> [What the task asks] Go through the data and copy each line where the word "notify" shows up.
··· Excerpted data
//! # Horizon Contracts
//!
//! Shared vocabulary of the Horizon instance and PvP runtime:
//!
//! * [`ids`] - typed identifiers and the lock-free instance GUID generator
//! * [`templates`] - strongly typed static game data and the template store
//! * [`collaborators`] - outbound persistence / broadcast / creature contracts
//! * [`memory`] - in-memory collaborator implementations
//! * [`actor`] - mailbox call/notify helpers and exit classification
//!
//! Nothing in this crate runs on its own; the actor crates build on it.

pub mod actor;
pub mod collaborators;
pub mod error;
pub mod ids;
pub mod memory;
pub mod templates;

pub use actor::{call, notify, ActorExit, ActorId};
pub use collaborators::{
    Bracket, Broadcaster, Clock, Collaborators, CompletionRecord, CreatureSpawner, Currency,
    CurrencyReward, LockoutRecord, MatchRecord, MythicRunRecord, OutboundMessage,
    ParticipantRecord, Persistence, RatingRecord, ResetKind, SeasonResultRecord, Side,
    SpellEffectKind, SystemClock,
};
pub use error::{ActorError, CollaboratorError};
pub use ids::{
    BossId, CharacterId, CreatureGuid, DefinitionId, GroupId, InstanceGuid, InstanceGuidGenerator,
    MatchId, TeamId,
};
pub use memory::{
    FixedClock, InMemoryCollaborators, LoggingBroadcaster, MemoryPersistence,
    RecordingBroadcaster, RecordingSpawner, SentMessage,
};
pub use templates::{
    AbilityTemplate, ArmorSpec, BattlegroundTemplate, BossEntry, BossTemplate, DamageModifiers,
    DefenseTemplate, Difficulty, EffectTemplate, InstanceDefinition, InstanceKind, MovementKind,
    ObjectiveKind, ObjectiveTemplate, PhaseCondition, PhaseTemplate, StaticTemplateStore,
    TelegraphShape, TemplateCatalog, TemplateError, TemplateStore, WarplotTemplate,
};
······
> [Output]
//! * [`actor`] - mailbox call/notify helpers and exit classification
pub use actor::{call, notify, ActorExit, ActorId};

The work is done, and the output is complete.